OS/2 was "a better DOS than DOS". Originally it was even codenamed
"DOS 5", right? The so-called "European MS-DOS v4 that multitasks"
used NE format in real mode. That's similar to OS/2 (which also used
NE, as did Win 3.x).

DOS was never their top priority, but it made them money.
Compatibility was important (for a time).

I doubt they originally intended to sell multiple OSes, but when you
try to support 8086, 286, 386 ... what can you do? Ever-increasing
memory amounts needed newer OSes and APIs.

> > > [6] By 1993-1994 most PCs booted straight into Windows 3.1 but I made
> > > launchers for their DOS apps in Program Manager, and in the
> > > background, I hand-optimised their RAM with EMM386.EXE so there was
> > > lots of free RAM for those big power-user DOS apps.
> >
> > Win95 was better. (I still have my overformatted "upgrade" Win95 floppies.)
>
> That seems a bit like saying that the wheel is better than fire.
>
> It's a different thing that happened at a later time. They are not comparable.

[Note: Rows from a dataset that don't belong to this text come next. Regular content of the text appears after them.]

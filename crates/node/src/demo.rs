// Path: crates/node/src/demo.rs
//! Demo genesis and transaction helpers.
//!
//! Keys here are derived from fixed seeds so every run (and every test) of
//! the demo network is reproducible. Production deployments would inject
//! their own key material instead; nothing below this module knows the
//! difference.

use anyhow::Result;
use keel_crypto::{BlsOracle, Keypair, SignatureOracle};
use keel_types::codec;
use keel_types::config::Config;
use keel_types::entity::{EntityAddress, EntityState, Quorum, ReplicaSeed, SignerRecord, Transaction};
use keel_types::payload;
use keel_types::server::{Command, Envelope};
use keel_types::{Address, Signature};
use serde_json::json;

/// A reproducible demo network: the oracle holding every member's keys,
/// the genesis seed, and the member addresses in canonical order.
pub struct DemoNet {
    /// Oracle with all demo keypairs registered.
    pub oracle: BlsOracle,
    /// Genesis material for the demo chat entity.
    pub seed: ReplicaSeed,
    /// Member addresses in canonical (sorted) order.
    pub members: Vec<Address>,
}

impl DemoNet {
    /// The rotation proposer for the entity height following `committed`.
    pub fn proposer_after(&self, committed: u64) -> Address {
        self.seed.state.quorum.proposer_for(committed)
    }

    /// The genesis import envelope.
    pub fn import_envelope(&self) -> Envelope {
        Envelope {
            from: Address::ZERO,
            to: Address::ZERO,
            cmd: Command::Import {
                seed: self.seed.clone(),
            },
        }
    }

    /// One `ADD_TX` envelope per member, so every replica buffers the
    /// transaction regardless of which of them proposes next.
    pub fn broadcast_tx(&self, tx: &Transaction) -> Vec<Envelope> {
        self.members
            .iter()
            .map(|member| Envelope {
                from: tx.from,
                to: *member,
                cmd: Command::AddTx {
                    address: self.seed.address.clone(),
                    tx: tx.clone(),
                },
            })
            .collect()
    }
}

/// Builds the demo chat network from the configured signer count and
/// threshold: one entity, every member holding one share.
pub fn demo_genesis(config: &Config) -> Result<DemoNet> {
    let mut oracle = BlsOracle::new();
    let mut members = Vec::new();
    for i in 0..config.total_signers {
        let mut seed = [0u8; 32];
        seed[0] = (i + 1) as u8;
        let kp = Keypair::from_seed(&seed)?;
        members.push(oracle.register_keypair(&kp));
    }
    members.sort();

    let seed = ReplicaSeed {
        address: EntityAddress {
            jurisdiction: "demo".into(),
            entity: "chat".into(),
        },
        state: EntityState {
            quorum: Quorum {
                threshold: config.quorum_threshold,
                members: members
                    .iter()
                    .map(|a| (*a, SignerRecord { nonce: 0, shares: 1 }))
                    .collect(),
            },
            domain: keel_entity::ChatApp::genesis_domain(),
        },
    };
    Ok(DemoNet {
        oracle,
        seed,
        members,
    })
}

/// Builds a signed chat transaction. The signature covers the canonical
/// transaction encoding with the signature field zeroed; the core treats it
/// purely as a dedup key, but wire transactions still carry a real one.
pub fn chat_tx(
    oracle: &dyn SignatureOracle,
    from: Address,
    nonce: u64,
    message: &str,
) -> Result<Transaction> {
    let body = payload::canonicalize(&json!({ "message": message }))?;
    let mut tx = Transaction {
        kind: "chat".into(),
        nonce,
        from,
        body,
        sig: Signature::PLACEHOLDER,
    };
    tx.sig = oracle.sign(&codec::to_bytes_canonical(&tx), &from)?;
    Ok(tx)
}
// Path: crates/types/src/primitives.rs
//! Fixed-size primitive types shared across the engine.
//!
//! All three newtypes render as `0x`-prefixed lowercase hex and encode as
//! their raw bytes in the canonical codec, never as hex text.

use crate::error::CodecError;
use rlp::{Decodable, DecoderError, Encodable, Rlp, RlpStream};
use std::fmt;
use std::str::FromStr;

/// Length in bytes of an [`Address`].
pub const ADDRESS_BYTES: usize = 20;
/// Length in bytes of a [`Hash`].
pub const HASH_BYTES: usize = 32;
/// Length in bytes of a [`Signature`].
pub const SIGNATURE_BYTES: usize = 96;

/// A 20-byte signer identifier, the rightmost 20 bytes of the keccak-256
/// hash of a public key.
#[derive(Clone, Copy, PartialEq, Eq, PartialOrd, Ord, Hash, Default)]
pub struct Address(pub [u8; ADDRESS_BYTES]);

/// A 32-byte keccak-256 digest.
#[derive(Clone, Copy, PartialEq, Eq, PartialOrd, Ord, Hash, Default)]
pub struct Hash(pub [u8; HASH_BYTES]);

/// A 96-byte aggregate-capable signature. Individual and aggregated
/// signatures share this layout.
#[derive(Clone, Copy, PartialEq, Eq)]
pub struct Signature(pub [u8; SIGNATURE_BYTES]);

impl Address {
    /// The all-zero address, a deliberately unusable sentinel returned by
    /// proposer selection over an empty membership.
    pub const ZERO: Address = Address([0u8; ADDRESS_BYTES]);

    /// Raw byte view, the canonical ordering key for quorum members.
    pub fn as_bytes(&self) -> &[u8] {
        &self.0
    }
}

impl Hash {
    /// The all-zero hash, used as the self-hash placeholder and as the
    /// parent of a genesis frame.
    pub const ZERO: Hash = Hash([0u8; HASH_BYTES]);

    /// Raw byte view.
    pub fn as_bytes(&self) -> &[u8] {
        &self.0
    }
}

impl Signature {
    /// The all-zero placeholder the reducers emit in outbox envelopes.
    ///
    /// The runtime replaces it during outbox fulfillment; it must never
    /// survive into a committed frame. An unfilled placeholder aggregates to
    /// the all-zero value, which fails verification on any non-trivial
    /// threshold.
    pub const PLACEHOLDER: Signature = Signature([0u8; SIGNATURE_BYTES]);

    /// Whether this signature is still the unfilled placeholder.
    pub fn is_placeholder(&self) -> bool {
        *self == Self::PLACEHOLDER
    }

    /// Raw byte view.
    pub fn as_bytes(&self) -> &[u8] {
        &self.0
    }
}

impl Default for Signature {
    fn default() -> Self {
        Self::PLACEHOLDER
    }
}

fn parse_fixed_hex<const N: usize>(s: &str) -> Result<[u8; N], CodecError> {
    let stripped = s.strip_prefix("0x").unwrap_or(s);
    let raw = hex::decode(stripped).map_err(|e| CodecError::Hex(e.to_string()))?;
    raw.try_into().map_err(|_| CodecError::Length {
        expected: N,
        got: (stripped.len()) / 2,
    })
}

macro_rules! impl_hex_display {
    ($ty:ident) => {
        impl fmt::Display for $ty {
            fn fmt(&self, f: &mut fmt::Formatter<'_>) -> fmt::Result {
                write!(f, "0x{}", hex::encode(self.0))
            }
        }

        impl fmt::Debug for $ty {
            fn fmt(&self, f: &mut fmt::Formatter<'_>) -> fmt::Result {
                write!(f, "{}(0x{})", stringify!($ty), hex::encode(self.0))
            }
        }

        impl FromStr for $ty {
            type Err = CodecError;

            fn from_str(s: &str) -> Result<Self, Self::Err> {
                Ok($ty(parse_fixed_hex(s)?))
            }
        }

        impl AsRef<[u8]> for $ty {
            fn as_ref(&self) -> &[u8] {
                &self.0
            }
        }

        impl Encodable for $ty {
            fn rlp_append(&self, s: &mut RlpStream) {
                s.encoder().encode_value(&self.0);
            }
        }

        impl Decodable for $ty {
            fn decode(rlp: &Rlp) -> Result<Self, DecoderError> {
                rlp.decoder().decode_value(|bytes| {
                    bytes
                        .try_into()
                        .map($ty)
                        .map_err(|_| DecoderError::RlpInvalidLength)
                })
            }
        }
    };
}

impl_hex_display!(Address);
impl_hex_display!(Hash);
impl_hex_display!(Signature);

#[cfg(test)]
mod tests {
    use super::*;

    #[test]
    fn hex_rendering_round_trips() {
        let addr = Address([0xab; ADDRESS_BYTES]);
        let text = addr.to_string();
        assert!(text.starts_with("0x"));
        assert_eq!(text.len(), 2 + 2 * ADDRESS_BYTES);
        assert_eq!(text.parse::<Address>().unwrap(), addr);

        let hash = Hash([0x01; HASH_BYTES]);
        assert_eq!(hash.to_string().parse::<Hash>().unwrap(), hash);
    }

    #[test]
    fn rejects_wrong_length_hex() {
        assert!("0xdeadbeef".parse::<Address>().is_err());
        assert!("not hex".parse::<Hash>().is_err());
    }

    #[test]
    fn placeholder_is_all_zero() {
        assert!(Signature::PLACEHOLDER.is_placeholder());
        let mut real = [0u8; SIGNATURE_BYTES];
        real[0] = 1;
        assert!(!Signature(real).is_placeholder());
    }

    #[test]
    fn rlp_encodes_raw_bytes_not_hex() {
        let addr = Address([0x11; ADDRESS_BYTES]);
        let encoded = rlp::encode(&addr);
        // 0x80 + 20 length prefix, then the raw bytes.
        assert_eq!(encoded.len(), 1 + ADDRESS_BYTES);
        let decoded: Address = rlp::decode(&encoded).unwrap();
        assert_eq!(decoded, addr);
    }
}
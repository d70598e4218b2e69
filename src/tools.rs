//! Demo arithmetic tools served behind the OAuth layer.

use schemars::JsonSchema;
use serde::{Deserialize, Serialize};

use crate::error::Result;
use crate::protocol::CallToolResult;
use crate::tool::{Tool, ToolBuilder};

#[derive(Debug, Deserialize, JsonSchema)]
pub struct AddInput {
    /// First addend
    pub a: f64,
    /// Second addend
    pub b: f64,
}

#[derive(Debug, Deserialize, JsonSchema)]
pub struct MultiplyInput {
    /// First factor
    pub x: f64,
    /// Second factor
    pub y: f64,
}

#[derive(Debug, Clone, PartialEq, Serialize)]
pub struct Addition {
    pub operation: &'static str,
    pub operand_a: f64,
    pub operand_b: f64,
    pub result: f64,
    pub timestamp: String,
}

#[derive(Debug, Clone, PartialEq, Serialize)]
pub struct Multiplication {
    pub operation: &'static str,
    pub operand_x: f64,
    pub operand_y: f64,
    pub result: f64,
    pub timestamp: String,
}

pub fn add(a: f64, b: f64) -> Addition {
    Addition {
        operation: "addition",
        operand_a: a,
        operand_b: b,
        result: a + b,
        timestamp: now(),
    }
}

pub fn multiply(x: f64, y: f64) -> Multiplication {
    Multiplication {
        operation: "multiplication",
        operand_x: x,
        operand_y: y,
        result: x * y,
        timestamp: now(),
    }
}

fn now() -> String {
    chrono::Local::now().to_rfc3339()
}

fn structured<T: Serialize>(value: &T) -> Result<CallToolResult> {
    Ok(CallToolResult::json(serde_json::to_value(value)?))
}

/// `add_numbers(a, b)`
pub fn add_numbers() -> Result<Tool> {
    ToolBuilder::new("add_numbers")
        .description("Add two numbers together.")
        .read_only()
        .idempotent()
        .handler(|input: AddInput| async move {
            tracing::debug!(a = input.a, b = input.b, "add_numbers");
            structured(&add(input.a, input.b))
        })
        .build()
}

/// `multiply_numbers(x, y)`
pub fn multiply_numbers() -> Result<Tool> {
    ToolBuilder::new("multiply_numbers")
        .description("Multiply two numbers together.")
        .read_only()
        .idempotent()
        .handler(|input: MultiplyInput| async move {
            tracing::debug!(x = input.x, y = input.y, "multiply_numbers");
            structured(&multiply(input.x, input.y))
        })
        .build()
}

/// Every demo tool, in registration order.
pub fn all() -> Result<Vec<Tool>> {
    Ok(vec![add_numbers()?, multiply_numbers()?])
}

As far as DOS compatibility goes, Windows 3.1 and 95 had a lot in common.

> > NT was not aimed at DOS software. It was incomplete in DOS support in
> > many ways (and had a much higher footprint).

Win95 had DOS features (FAT32, LFNs) that NT didn't get until Windows 2000.

> > > DOSShell was a great DOS app launcher and file manager, but didn't have 
> > > apps.
> >
> > Apparently "Visi On" in 1983 was the first (and yes, it did allow
> > third-party apps in "restricted subset of C" for its VM.)
>
> I don't really see any connection here, TBH...?

Wikipedia says "VisiCorp Visi On was a short-lived but influential
graphical user interface-based operating environment program for IBM
compatible personal computers running MS-DOS".